Stored items —

*** Block opens ***

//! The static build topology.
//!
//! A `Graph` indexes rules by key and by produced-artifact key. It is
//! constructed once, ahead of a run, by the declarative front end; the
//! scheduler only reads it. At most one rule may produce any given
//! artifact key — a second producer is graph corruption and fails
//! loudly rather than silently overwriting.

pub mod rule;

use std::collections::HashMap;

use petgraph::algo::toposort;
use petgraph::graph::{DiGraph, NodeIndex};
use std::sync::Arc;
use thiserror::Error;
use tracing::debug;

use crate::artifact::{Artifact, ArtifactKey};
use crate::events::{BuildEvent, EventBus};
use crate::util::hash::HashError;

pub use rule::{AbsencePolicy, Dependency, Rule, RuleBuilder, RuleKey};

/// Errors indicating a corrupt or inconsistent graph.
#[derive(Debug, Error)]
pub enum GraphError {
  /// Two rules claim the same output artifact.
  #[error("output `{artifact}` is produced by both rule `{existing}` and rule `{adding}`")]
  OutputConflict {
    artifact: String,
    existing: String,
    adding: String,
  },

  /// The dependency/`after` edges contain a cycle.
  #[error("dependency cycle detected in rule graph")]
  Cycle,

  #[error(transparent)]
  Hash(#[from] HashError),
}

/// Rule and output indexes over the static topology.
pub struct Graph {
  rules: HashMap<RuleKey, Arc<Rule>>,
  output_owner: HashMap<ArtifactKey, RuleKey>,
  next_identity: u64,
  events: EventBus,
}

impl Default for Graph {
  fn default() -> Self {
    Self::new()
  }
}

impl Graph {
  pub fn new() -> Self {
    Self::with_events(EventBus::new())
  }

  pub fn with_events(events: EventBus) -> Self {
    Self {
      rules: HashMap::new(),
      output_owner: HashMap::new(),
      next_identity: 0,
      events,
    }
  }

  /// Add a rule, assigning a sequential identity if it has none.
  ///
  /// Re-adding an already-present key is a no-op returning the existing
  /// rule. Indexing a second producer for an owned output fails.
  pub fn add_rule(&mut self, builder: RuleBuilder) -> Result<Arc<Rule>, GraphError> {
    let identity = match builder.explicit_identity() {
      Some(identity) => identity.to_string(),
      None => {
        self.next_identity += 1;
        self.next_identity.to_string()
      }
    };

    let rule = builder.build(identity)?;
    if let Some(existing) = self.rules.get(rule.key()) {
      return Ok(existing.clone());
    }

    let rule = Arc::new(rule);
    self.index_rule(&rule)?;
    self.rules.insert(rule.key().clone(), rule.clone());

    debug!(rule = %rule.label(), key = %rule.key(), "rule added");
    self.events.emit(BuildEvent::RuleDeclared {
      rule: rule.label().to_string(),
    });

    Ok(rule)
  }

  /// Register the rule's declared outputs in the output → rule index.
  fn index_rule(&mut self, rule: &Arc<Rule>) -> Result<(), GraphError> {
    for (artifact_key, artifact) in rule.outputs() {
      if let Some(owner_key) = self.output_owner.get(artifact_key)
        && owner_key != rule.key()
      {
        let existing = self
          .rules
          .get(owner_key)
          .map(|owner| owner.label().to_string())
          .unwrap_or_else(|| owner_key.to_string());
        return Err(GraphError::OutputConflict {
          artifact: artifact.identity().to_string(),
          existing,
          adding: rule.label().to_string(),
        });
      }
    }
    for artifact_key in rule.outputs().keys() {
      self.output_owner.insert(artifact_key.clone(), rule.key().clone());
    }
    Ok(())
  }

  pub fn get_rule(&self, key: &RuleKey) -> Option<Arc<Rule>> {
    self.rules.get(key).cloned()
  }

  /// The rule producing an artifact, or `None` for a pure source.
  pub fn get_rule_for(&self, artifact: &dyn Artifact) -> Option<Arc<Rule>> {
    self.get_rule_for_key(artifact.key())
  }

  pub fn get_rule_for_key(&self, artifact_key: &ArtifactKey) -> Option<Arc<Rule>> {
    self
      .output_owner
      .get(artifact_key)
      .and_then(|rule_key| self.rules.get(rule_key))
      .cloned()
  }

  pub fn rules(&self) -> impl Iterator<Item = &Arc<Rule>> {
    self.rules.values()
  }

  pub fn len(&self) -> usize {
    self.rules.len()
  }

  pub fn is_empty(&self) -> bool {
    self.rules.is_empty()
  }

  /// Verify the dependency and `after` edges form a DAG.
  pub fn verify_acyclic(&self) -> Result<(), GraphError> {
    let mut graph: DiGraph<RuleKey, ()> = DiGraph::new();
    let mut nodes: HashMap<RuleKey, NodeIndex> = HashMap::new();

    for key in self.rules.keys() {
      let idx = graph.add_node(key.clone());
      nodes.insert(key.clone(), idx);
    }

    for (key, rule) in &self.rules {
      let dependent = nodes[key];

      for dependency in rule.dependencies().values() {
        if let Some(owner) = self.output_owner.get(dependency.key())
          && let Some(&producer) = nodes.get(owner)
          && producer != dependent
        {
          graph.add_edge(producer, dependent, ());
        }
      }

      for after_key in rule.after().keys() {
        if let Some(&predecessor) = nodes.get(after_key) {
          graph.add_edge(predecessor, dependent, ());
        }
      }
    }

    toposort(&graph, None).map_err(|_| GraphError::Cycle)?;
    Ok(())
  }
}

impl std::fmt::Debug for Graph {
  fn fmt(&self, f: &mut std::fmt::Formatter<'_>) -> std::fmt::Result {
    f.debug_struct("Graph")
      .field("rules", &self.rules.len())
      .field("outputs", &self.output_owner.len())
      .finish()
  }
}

*** Block closes ***
*** Block opens ***

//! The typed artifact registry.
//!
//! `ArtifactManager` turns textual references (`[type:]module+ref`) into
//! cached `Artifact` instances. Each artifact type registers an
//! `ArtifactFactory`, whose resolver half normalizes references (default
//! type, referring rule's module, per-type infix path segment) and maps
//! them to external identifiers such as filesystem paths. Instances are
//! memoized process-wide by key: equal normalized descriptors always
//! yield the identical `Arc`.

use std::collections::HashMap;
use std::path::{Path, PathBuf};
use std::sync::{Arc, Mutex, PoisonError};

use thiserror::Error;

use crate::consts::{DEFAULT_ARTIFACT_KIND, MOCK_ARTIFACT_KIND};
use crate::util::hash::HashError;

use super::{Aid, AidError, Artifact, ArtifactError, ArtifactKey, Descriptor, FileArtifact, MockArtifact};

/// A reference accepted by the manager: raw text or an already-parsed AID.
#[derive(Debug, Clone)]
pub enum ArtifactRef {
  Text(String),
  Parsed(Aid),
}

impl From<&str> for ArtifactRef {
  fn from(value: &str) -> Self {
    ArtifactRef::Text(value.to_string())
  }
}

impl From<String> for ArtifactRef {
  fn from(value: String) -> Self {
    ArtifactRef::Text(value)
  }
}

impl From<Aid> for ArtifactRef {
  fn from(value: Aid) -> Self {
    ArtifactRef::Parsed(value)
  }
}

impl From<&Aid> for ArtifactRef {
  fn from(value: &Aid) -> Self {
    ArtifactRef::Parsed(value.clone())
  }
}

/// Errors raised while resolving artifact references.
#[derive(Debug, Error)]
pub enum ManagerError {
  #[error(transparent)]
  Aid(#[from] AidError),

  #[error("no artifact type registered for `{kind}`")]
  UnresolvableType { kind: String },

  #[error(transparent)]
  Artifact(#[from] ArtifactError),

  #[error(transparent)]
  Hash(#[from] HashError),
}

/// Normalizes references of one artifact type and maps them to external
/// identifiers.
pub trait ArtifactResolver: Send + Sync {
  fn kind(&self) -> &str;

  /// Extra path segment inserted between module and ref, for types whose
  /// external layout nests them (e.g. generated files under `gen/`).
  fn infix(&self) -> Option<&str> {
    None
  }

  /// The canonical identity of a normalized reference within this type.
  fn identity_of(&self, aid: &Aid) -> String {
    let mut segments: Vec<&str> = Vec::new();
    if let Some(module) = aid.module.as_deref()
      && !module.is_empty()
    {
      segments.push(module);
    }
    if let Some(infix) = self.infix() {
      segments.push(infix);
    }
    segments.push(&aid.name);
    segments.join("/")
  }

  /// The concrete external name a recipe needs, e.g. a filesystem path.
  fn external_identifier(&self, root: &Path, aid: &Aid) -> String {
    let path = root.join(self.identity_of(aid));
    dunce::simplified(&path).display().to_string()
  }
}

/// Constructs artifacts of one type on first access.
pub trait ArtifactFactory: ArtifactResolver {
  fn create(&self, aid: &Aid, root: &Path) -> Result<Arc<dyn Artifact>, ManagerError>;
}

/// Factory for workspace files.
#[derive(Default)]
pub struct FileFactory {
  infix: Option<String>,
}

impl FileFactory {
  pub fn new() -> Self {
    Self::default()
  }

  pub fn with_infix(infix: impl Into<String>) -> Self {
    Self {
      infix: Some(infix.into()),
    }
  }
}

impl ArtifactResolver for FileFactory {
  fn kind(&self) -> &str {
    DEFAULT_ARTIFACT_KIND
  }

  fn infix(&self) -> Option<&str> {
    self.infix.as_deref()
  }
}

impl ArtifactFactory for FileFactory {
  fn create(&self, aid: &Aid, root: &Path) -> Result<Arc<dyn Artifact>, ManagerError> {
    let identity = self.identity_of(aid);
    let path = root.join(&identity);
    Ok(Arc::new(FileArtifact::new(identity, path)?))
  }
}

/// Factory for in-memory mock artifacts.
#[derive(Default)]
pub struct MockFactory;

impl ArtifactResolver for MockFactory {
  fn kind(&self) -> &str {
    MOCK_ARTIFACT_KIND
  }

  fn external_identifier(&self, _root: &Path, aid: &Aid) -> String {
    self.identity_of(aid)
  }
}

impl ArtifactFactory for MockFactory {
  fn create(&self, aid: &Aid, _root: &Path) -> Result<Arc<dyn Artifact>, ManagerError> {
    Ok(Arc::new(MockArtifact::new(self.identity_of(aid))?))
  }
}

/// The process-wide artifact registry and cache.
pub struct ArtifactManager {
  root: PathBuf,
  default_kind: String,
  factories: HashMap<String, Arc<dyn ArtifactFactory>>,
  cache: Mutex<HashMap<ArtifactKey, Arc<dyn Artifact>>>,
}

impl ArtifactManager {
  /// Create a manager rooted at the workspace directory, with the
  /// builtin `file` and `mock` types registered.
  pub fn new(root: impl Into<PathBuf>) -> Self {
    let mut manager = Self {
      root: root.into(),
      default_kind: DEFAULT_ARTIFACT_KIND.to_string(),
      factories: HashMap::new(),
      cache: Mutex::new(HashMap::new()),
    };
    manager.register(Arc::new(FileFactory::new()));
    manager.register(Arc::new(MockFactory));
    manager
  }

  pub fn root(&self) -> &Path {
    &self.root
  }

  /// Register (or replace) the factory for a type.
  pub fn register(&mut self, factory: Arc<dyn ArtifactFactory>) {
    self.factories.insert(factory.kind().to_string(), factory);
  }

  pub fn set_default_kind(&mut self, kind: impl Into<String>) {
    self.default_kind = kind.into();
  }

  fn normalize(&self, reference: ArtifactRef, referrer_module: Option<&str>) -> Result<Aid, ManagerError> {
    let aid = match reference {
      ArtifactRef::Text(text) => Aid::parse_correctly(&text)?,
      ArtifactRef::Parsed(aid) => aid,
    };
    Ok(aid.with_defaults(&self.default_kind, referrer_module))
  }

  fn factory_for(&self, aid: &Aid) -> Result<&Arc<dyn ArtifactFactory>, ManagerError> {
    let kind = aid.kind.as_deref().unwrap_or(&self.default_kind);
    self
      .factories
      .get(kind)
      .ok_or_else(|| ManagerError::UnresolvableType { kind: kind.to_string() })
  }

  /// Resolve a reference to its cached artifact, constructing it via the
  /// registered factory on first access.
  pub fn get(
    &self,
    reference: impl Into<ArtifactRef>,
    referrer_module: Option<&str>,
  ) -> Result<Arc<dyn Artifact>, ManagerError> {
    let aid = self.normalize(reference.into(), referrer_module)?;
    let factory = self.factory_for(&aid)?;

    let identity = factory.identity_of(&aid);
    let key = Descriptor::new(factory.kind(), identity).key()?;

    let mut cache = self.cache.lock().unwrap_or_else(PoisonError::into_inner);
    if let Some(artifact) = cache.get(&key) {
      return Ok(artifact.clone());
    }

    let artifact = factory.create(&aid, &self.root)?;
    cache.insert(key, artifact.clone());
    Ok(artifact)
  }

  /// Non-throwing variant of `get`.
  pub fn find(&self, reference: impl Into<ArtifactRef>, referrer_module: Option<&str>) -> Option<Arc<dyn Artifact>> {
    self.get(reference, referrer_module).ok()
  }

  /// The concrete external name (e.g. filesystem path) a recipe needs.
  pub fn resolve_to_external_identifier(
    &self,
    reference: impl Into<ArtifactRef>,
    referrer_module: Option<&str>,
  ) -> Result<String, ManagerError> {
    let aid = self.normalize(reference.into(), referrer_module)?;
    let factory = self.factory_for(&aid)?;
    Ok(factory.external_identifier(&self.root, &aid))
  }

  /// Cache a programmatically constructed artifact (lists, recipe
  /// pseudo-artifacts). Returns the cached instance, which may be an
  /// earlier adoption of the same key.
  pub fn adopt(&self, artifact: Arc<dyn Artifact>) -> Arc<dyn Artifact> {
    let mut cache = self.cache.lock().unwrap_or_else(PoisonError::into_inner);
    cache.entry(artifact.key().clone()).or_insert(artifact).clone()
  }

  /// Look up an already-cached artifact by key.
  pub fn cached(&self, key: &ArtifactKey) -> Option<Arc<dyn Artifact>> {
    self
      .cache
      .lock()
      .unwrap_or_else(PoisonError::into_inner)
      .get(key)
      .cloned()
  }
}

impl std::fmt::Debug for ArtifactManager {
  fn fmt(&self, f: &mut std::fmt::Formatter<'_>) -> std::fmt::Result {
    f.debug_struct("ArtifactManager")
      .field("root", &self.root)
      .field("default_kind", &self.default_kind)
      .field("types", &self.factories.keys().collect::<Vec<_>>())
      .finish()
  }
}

*** Block closes ***
*** Block opens ***

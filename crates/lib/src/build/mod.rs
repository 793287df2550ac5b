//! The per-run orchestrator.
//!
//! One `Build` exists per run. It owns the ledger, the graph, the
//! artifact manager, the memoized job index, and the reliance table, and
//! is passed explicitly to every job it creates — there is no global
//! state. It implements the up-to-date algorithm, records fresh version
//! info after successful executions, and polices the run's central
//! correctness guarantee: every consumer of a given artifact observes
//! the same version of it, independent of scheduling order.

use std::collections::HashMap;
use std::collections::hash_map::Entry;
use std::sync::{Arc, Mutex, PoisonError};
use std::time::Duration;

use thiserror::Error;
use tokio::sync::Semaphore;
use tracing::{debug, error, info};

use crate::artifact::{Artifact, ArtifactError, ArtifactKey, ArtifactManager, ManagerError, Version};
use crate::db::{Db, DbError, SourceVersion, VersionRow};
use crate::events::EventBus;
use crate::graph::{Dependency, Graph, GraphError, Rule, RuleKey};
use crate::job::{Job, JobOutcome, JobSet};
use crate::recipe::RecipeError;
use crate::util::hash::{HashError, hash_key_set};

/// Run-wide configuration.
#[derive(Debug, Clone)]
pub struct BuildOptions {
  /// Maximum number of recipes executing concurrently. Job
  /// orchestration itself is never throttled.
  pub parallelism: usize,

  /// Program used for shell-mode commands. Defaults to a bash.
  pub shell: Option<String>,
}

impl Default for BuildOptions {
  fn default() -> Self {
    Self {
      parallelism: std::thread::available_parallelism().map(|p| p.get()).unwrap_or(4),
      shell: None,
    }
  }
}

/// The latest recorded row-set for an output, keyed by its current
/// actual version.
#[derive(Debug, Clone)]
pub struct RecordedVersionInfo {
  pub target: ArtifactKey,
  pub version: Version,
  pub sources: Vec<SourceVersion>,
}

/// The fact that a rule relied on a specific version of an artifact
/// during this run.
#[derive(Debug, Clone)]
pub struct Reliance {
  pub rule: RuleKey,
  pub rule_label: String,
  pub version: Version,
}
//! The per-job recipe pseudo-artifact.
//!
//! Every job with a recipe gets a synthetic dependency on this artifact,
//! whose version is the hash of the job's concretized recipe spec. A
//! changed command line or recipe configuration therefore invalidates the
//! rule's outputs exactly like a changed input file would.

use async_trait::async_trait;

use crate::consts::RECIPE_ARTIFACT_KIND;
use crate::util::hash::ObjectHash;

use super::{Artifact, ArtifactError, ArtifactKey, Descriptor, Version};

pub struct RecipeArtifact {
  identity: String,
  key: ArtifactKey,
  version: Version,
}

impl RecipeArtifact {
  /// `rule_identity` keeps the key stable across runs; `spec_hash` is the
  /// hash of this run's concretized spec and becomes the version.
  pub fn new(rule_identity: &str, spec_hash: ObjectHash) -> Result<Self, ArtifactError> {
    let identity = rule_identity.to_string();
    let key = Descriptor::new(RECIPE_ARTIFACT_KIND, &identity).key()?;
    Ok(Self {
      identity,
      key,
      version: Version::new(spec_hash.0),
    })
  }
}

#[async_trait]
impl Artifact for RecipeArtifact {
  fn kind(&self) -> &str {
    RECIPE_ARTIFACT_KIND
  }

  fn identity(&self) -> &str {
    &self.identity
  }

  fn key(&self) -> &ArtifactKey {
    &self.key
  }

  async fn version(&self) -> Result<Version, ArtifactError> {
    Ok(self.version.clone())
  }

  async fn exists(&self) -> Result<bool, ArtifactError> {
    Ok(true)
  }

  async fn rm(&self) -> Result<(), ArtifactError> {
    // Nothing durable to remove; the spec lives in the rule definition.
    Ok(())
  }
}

*** Block closes ***

The required answer is the run of lines above, starting at the line with "static build topology." and ending at the line with "pub mod rule;", reproduced exactly with both ends.

//! The static build topology.
//!
//! A `Graph` indexes rules by key and by produced-artifact key. It is
//! constructed once, ahead of a run, by the declarative front end; the
//! scheduler only reads it. At most one rule may produce any given
//! artifact key — a second producer is graph corruption and fails
//! loudly rather than silently overwriting.

pub mod rule;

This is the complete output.